───── Source material

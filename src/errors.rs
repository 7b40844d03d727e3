//! Error types for the hostfuncs crate.
//!
//! Every failure domain has its own enum so the Rust API can be precise about what went
//! wrong. The main error types are:
//!
//! - `FormatError`: Errors while rendering a C-style format template
//! - `LogError`: Errors from the diagnostic log sink
//! - `ParamError`: Errors while resolving fields of a configuration aggregate
//! - `ParallelError`, `LinalgError`, `OptimizeError`, `JacobianError`: Errors from the
//!   example computations and the libraries they delegate to
//!
//! `HostError` wraps all of them and maps each onto the status codes returned through the
//! C interface.

use std::path::PathBuf;

use evalexpr_jit::errors::EquationError;
use thiserror::Error;

use crate::{
    StatusCode, HOSTFUNCS_DELEGATE_FAILURE, HOSTFUNCS_INVALID_ARGUMENT, HOSTFUNCS_IO_ERROR,
    HOSTFUNCS_NULL_POINTER, HOSTFUNCS_UNKNOWN_FIELD,
};

/// Errors that can occur while rendering a printf-style template.
///
/// C leaves all of these undefined; here they are reported instead.
#[derive(Error, Debug, Clone, PartialEq, Eq)]
pub enum FormatError {
    /// A directive needs an argument but the argument list is exhausted
    #[error("missing argument #{index} for format directive")]
    MissingArgument { index: usize },
    /// The argument at `index` cannot be rendered by the conversion
    #[error("argument #{index} does not match conversion '%{conversion}'")]
    ArgumentMismatch { index: usize, conversion: char },
    /// The conversion character is not supported
    #[error("unsupported conversion '%{0}'")]
    UnsupportedConversion(char),
    /// The template ends in the middle of a directive
    #[error("template ends inside a format directive")]
    IncompleteDirective,
    /// A field width or precision is larger than `INT_MAX`
    #[error("field width or precision {0} is too large")]
    FieldTooLarge(u64),
}

/// Errors raised by the diagnostic log sink.
#[derive(Error, Debug)]
pub enum LogError {
    /// The log file could not be opened for writing or appending
    #[error("log target unavailable: {}", path.display())]
    TargetUnavailable {
        path: PathBuf,
        #[source]
        source: std::io::Error,
    },
    /// The record could not be rendered
    #[error("failed to format log record")]
    Format(#[from] FormatError),
}

/// Errors that can occur when resolving fields of a configuration aggregate.
#[derive(Error, Debug, Clone, PartialEq, Eq)]
pub enum ParamError {
    /// The field name is not registered for the aggregate
    #[error("unknown field `{name}` (known fields: {known})")]
    UnknownField { name: String, known: String },
    /// The field exists but holds a different numeric type
    #[error("field `{name}` is not of type {expected}")]
    FieldTypeMismatch { name: String, expected: &'static str },
    /// A pointer handed over by the host was null
    #[error("null pointer for `{0}`")]
    NullPointer(&'static str),
    /// A string handed over by the host is not valid UTF-8
    #[error("string `{0}` is not valid UTF-8")]
    InvalidUtf8(&'static str),
    /// A size handed over by the host is negative
    #[error("negative size for `{name}`: {value}")]
    NegativeSize { name: &'static str, value: i64 },
    /// The element count of a host buffer does not fit in memory
    #[error("size of `{0}` overflows")]
    SizeOverflow(&'static str),
}

/// Errors from the parallel element-wise loops.
#[derive(Error, Debug)]
pub enum ParallelError {
    /// The worker pool could not be started
    #[error("failed to build worker pool")]
    Pool(#[from] rayon::ThreadPoolBuildError),
    /// Input and output arrays differ in length
    #[error("array `{name}` has length {got}, expected {expected}")]
    LengthMismatch {
        name: &'static str,
        expected: usize,
        got: usize,
    },
}

/// Errors from the batched linear algebra routines.
#[derive(Error, Debug)]
pub enum LinalgError {
    /// A buffer is too small for the requested batch
    #[error("buffer `{name}` holds {got} values, expected {expected}")]
    DimensionMismatch {
        name: &'static str,
        expected: usize,
        got: usize,
    },
    /// The sparse solve only supports square systems
    #[error("sparse system must be square, got {nrow}x{ncol}")]
    NotSquare { nrow: usize, ncol: usize },
    /// The LU factorisation of a batch entry is singular
    #[error("matrix of repetition {rep} is singular")]
    Singular { rep: usize },
    /// The CSR data of a batch entry was rejected by nalgebra-sparse
    #[error("invalid CSR data in repetition {rep}: {message}")]
    InvalidSparse { rep: usize, message: String },
    /// A block could not be viewed with the requested shape
    #[error("invalid block shape")]
    Shape(#[from] ndarray::ShapeError),
    /// The worker pool could not be started
    #[error("failed to build worker pool")]
    Pool(#[from] rayon::ThreadPoolBuildError),
}

/// Errors from the constrained optimisation example.
#[derive(Error, Debug, Clone, PartialEq)]
pub enum OptimizeError {
    /// The optimiser stopped with a failure status
    #[error("optimizer failed with status {status}")]
    Failed { status: String, x: Vec<f64>, minf: f64 },
    /// The problem settings are not usable
    #[error("invalid problem: {0}")]
    InvalidProblem(String),
}

/// Errors from the Jacobian example.
#[derive(Error, Debug)]
pub enum JacobianError {
    /// The system only produces two outputs and reads the first three inputs
    #[error("expected Nx >= 3 and Ny == 2, got Nx = {nx}, Ny = {ny}")]
    InvalidDimensions { nx: usize, ny: usize },
    /// Building or evaluating the differentiated system failed
    #[error("failed to differentiate system")]
    Equation(#[from] EquationError),
}

/// Umbrella error for everything the crate can report.
#[derive(Error, Debug)]
pub enum HostError {
    #[error(transparent)]
    Format(#[from] FormatError),
    #[error(transparent)]
    Log(#[from] LogError),
    #[error(transparent)]
    Param(#[from] ParamError),
    #[error(transparent)]
    Parallel(#[from] ParallelError),
    #[error(transparent)]
    Linalg(#[from] LinalgError),
    #[error(transparent)]
    Optimize(#[from] OptimizeError),
    #[error(transparent)]
    Jacobian(#[from] JacobianError),
}

impl HostError {
    /// Status code reported through the C interface for this error.
    pub fn status(&self) -> StatusCode {
        match self {
            HostError::Param(ParamError::UnknownField { .. }) => HOSTFUNCS_UNKNOWN_FIELD,
            HostError::Param(ParamError::NullPointer(_)) => HOSTFUNCS_NULL_POINTER,
            HostError::Log(LogError::TargetUnavailable { .. }) => HOSTFUNCS_IO_ERROR,
            HostError::Linalg(LinalgError::Singular { .. })
            | HostError::Linalg(LinalgError::InvalidSparse { .. })
            | HostError::Optimize(OptimizeError::Failed { .. })
            | HostError::Jacobian(JacobianError::Equation(_)) => HOSTFUNCS_DELEGATE_FAILURE,
            _ => HOSTFUNCS_INVALID_ARGUMENT,
        }
    }
}

#[cfg(test)]
mod tests {
    use super::*;

    #[test]
    fn test_status_mapping() {
        let unknown = HostError::from(ParamError::UnknownField {
            name: "zzz".to_string(),
            known: "a, b".to_string(),
        });
        assert_eq!(unknown.status(), HOSTFUNCS_UNKNOWN_FIELD);

        let singular = HostError::from(LinalgError::Singular { rep: 0 });
        assert_eq!(singular.status(), HOSTFUNCS_DELEGATE_FAILURE);

        let null = HostError::from(ParamError::NullPointer("par"));
        assert_eq!(null.status(), HOSTFUNCS_NULL_POINTER);

        let mismatch = HostError::from(FormatError::MissingArgument { index: 0 });
        assert_eq!(mismatch.status(), HOSTFUNCS_INVALID_ARGUMENT);
    }

    #[test]
    fn test_messages() {
        let err = ParamError::UnknownField {
            name: "zzz".to_string(),
            known: "a, b".to_string(),
        };
        assert_eq!(err.to_string(), "unknown field `zzz` (known fields: a, b)");

        let err = FormatError::ArgumentMismatch {
            index: 1,
            conversion: 'd',
        };
        assert_eq!(err.to_string(), "argument #1 does not match conversion '%d'");
    }
}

──────────

▶ _Task goal_:
What lines in the listing contain "data"? Copy them all.

▶ _Answer box_:
    /// The CSR data of a batch entry was rejected by nalgebra-sparse
    #[error("invalid CSR data in repetition {rep}: {message}")]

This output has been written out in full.